→ **YOUR GOAL**
Repeat the records given below in full, with no changes.

→ **RECORDS PROVIDED**

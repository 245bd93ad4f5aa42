//! # json-shredder - Schema-driven JSON to tables
//!
//! Decomposes arbitrarily nested JSON documents into flat, relational rows.
//! Every target table declares its fields as path aliases into the source
//! document (`root.items[*].id`); the engine works out where each table's
//! records live, resolves ancestor values through the aliases and hands each
//! assembled record to a validator.
//!
//! ## Modules
//!
//! - **path**: path and segment syntax
//! - **shred**: spec compilation, the indexing walk, validators and writers
//!
//! ## Quick Start
//!
//! ```rust
//! use json_shredder::{Extractor, FieldSchema, TableSchema};
//! use serde_json::json;
//!
//! # fn main() -> anyhow::Result<()> {
//! let schemas = vec![
//!     TableSchema::new("user")
//!         .field(FieldSchema::new("id", "root.id").primary()),
//!     TableSchema::new("post")
//!         .field(FieldSchema::new("id", "root.posts[*].id").primary())
//!         .field(FieldSchema::new("user_id", "root.id"))
//!         .field(FieldSchema::new("title", "root.posts[*].title")),
//! ];
//!
//! let extractor = Extractor::accepting(&schemas)?;
//! let extraction = extractor.parse(&json!({
//!     "id": 1,
//!     "posts": [{"id": 10, "title": "First"}, {"id": 11, "title": "Second"}]
//! }))?;
//!
//! assert_eq!(extraction.results.rows("user").len(), 1);
//! assert_eq!(extraction.results.rows("post")[1]["user_id"], json!(1));
//! # Ok(())
//! # }
//! ```

use anyhow::{Context, Result};
use serde_json::Value;
use std::io::BufRead;

pub mod error;
pub mod path;
pub mod shred;
pub mod types;

pub use error::{ConfigError, ShredError};
pub use shred::{
    AcceptAll, Extractor, FieldKind, FieldSchema, FieldTypeValidator, RecordValidator, SchemaFile,
    SingleWriter, SpecSet, TableSchema, TableSpec, TableWriter,
};
pub use types::{Extraction, FieldError, FieldErrorKind, Record, RecordError, ResultSet, Row, ShredConfig};

/// Shred a newline-delimited JSON stream, one document per non-empty line
pub fn shred_json<R: BufRead, V: RecordValidator>(
    reader: R,
    extractor: &Extractor<V>,
) -> Result<Extraction> {
    let mut extraction = extractor.parse_batch(&[])?;

    for (number, line) in reader.lines().enumerate() {
        let line = line.context("Failed to read line")?;
        if line.trim().is_empty() {
            continue;
        }
        let value: Value = serde_json::from_str(&line)
            .with_context(|| format!("Failed to parse JSON on line {}", number + 1))?;

        extraction.absorb(extractor.parse(&value)?);
    }

    Ok(extraction)
}

#[cfg(test)]
mod tests {
    use super::*;

    #[test]
    fn test_shred_ndjson_stream() {
        let schemas = vec![TableSchema::new("post")
            .field(FieldSchema::new("user", "root.name"))
            .field(FieldSchema::new("id", "root.posts[*].id"))];
        let extractor = Extractor::accepting(&schemas).unwrap();

        let input = "{\"name\": \"alice\", \"posts\": [{\"id\": 1}]}\n\n{\"name\": \"bob\", \"posts\": [{\"id\": 2}, {\"id\": 3}]}\n";
        let extraction = shred_json(input.as_bytes(), &extractor).unwrap();

        let users: Vec<_> = extraction.results.rows("post").iter().map(|r| r["user"].clone()).collect();
        assert_eq!(users, vec!["alice", "bob", "bob"]);
    }

    #[test]
    fn test_shred_reports_bad_line() {
        let schemas = vec![TableSchema::new("t").field(FieldSchema::local("a"))];
        let extractor = Extractor::accepting(&schemas).unwrap();

        let err = shred_json("{}\nnot json\n".as_bytes(), &extractor).unwrap_err();
        assert!(err.to_string().contains("line 2"));
    }
}
//! JSON shredding - decompose nested JSON into flat table rows
//!
//! Each table is declared as a list of fields whose aliases point into the
//! source document. Schemas are compiled once into a [`SpecSet`]; an
//! [`Extractor`] then walks each document a single time, indexing every
//! concrete path and extracting records wherever a table's attachment
//! pattern matches.

pub mod alias;
pub mod extractor;
pub mod index;
pub mod pattern;
pub mod spec;
pub mod validate;
pub mod walker;
pub mod writer;

pub use extractor::Extractor;
pub use index::PathIndex;
pub use pattern::{matches, PathPattern};
pub use spec::{FieldSchema, FieldSpec, ForeignKey, SchemaFile, SpecSet, TableSchema, TableSpec};
pub use validate::{AcceptAll, FieldKind, FieldTypeValidator, RecordValidator};
pub use walker::{WalkStats, Walker};
pub use writer::{SingleWriter, TableWriter};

→ **TASK RESPONSE**
repository 245bd93ad4f5aa42
//! # json-shredder - Schema-driven JSON to tables
//!
//! Decomposes arbitrarily nested JSON documents into flat, relational rows.
//! Every target table declares its fields as path aliases into the source
//! document (`root.items[*].id`); the engine works out where each table's
//! records live, resolves ancestor values through the aliases and hands each
//! assembled record to a validator.
//!
//! ## Modules
//!
//! - **path**: path and segment syntax
//! - **shred**: spec compilation, the indexing walk, validators and writers
//!
//! ## Quick Start
//!
//! ```rust
//! use json_shredder::{Extractor, FieldSchema, TableSchema};
//! use serde_json::json;
//!
//! # fn main() -> anyhow::Result<()> {
//! let schemas = vec![
//!     TableSchema::new("user")
//!         .field(FieldSchema::new("id", "root.id").primary()),
//!     TableSchema::new("post")
//!         .field(FieldSchema::new("id", "root.posts[*].id").primary())
//!         .field(FieldSchema::new("user_id", "root.id"))
//!         .field(FieldSchema::new("title", "root.posts[*].title")),
//! ];
//!
//! let extractor = Extractor::accepting(&schemas)?;
//! let extraction = extractor.parse(&json!({
//!     "id": 1,
//!     "posts": [{"id": 10, "title": "First"}, {"id": 11, "title": "Second"}]
//! }))?;
//!
//! assert_eq!(extraction.results.rows("user").len(), 1);
//! assert_eq!(extraction.results.rows("post")[1]["user_id"], json!(1));
//! # Ok(())
//! # }
//! ```

use anyhow::{Context, Result};
use serde_json::Value;
use std::io::BufRead;

pub mod error;
pub mod path;
pub mod shred;
pub mod types;

pub use error::{ConfigError, ShredError};
pub use shred::{
    AcceptAll, Extractor, FieldKind, FieldSchema, FieldTypeValidator, RecordValidator, SchemaFile,
    SingleWriter, SpecSet, TableSchema, TableSpec, TableWriter,
};
pub use types::{Extraction, FieldError, FieldErrorKind, Record, RecordError, ResultSet, Row, ShredConfig};

/// Shred a newline-delimited JSON stream, one document per non-empty line
pub fn shred_json<R: BufRead, V: RecordValidator>(
    reader: R,
    extractor: &Extractor<V>,
) -> Result<Extraction> {
    let mut extraction = extractor.parse_batch(&[])?;

    for (number, line) in reader.lines().enumerate() {
        let line = line.context("Failed to read line")?;
        if line.trim().is_empty() {
            continue;
        }
        let value: Value = serde_json::from_str(&line)
            .with_context(|| format!("Failed to parse JSON on line {}", number + 1))?;

        extraction.absorb(extractor.parse(&value)?);
    }

    Ok(extraction)
}

#[cfg(test)]
mod tests {
    use super::*;

    #[test]
    fn test_shred_ndjson_stream() {
        let schemas = vec![TableSchema::new("post")
            .field(FieldSchema::new("user", "root.name"))
            .field(FieldSchema::new("id", "root.posts[*].id"))];
        let extractor = Extractor::accepting(&schemas).unwrap();

        let input = "{\"name\": \"alice\", \"posts\": [{\"id\": 1}]}\n\n{\"name\": \"bob\", \"posts\": [{\"id\": 2}, {\"id\": 3}]}\n";
        let extraction = shred_json(input.as_bytes(), &extractor).unwrap();

        let users: Vec<_> = extraction.results.rows("post").iter().map(|r| r["user"].clone()).collect();
        assert_eq!(users, vec!["alice", "bob", "bob"]);
    }

    #[test]
    fn test_shred_reports_bad_line() {
        let schemas = vec![TableSchema::new("t").field(FieldSchema::local("a"))];
        let extractor = Extractor::accepting(&schemas).unwrap();

        let err = shred_json("{}\nnot json\n".as_bytes(), &extractor).unwrap_err();
        assert!(err.to_string().contains("line 2"));
    }
}
//! JSON shredding - decompose nested JSON into flat table rows
//!
//! Each table is declared as a list of fields whose aliases point into the
//! source document. Schemas are compiled once into a [`SpecSet`]; an
//! [`Extractor`] then walks each document a single time, indexing every
//! concrete path and extracting records wherever a table's attachment
//! pattern matches.

pub mod alias;
pub mod extractor;
pub mod index;
pub mod pattern;
pub mod spec;
pub mod validate;
pub mod walker;
pub mod writer;

pub use extractor::Extractor;
pub use index::PathIndex;
pub use pattern::{matches, PathPattern};
pub use spec::{FieldSchema, FieldSpec, ForeignKey, SchemaFile, SpecSet, TableSchema, TableSpec};
pub use validate::{AcceptAll, FieldKind, FieldTypeValidator, RecordValidator};
pub use walker::{WalkStats, Walker};
pub use writer::{SingleWriter, TableWriter};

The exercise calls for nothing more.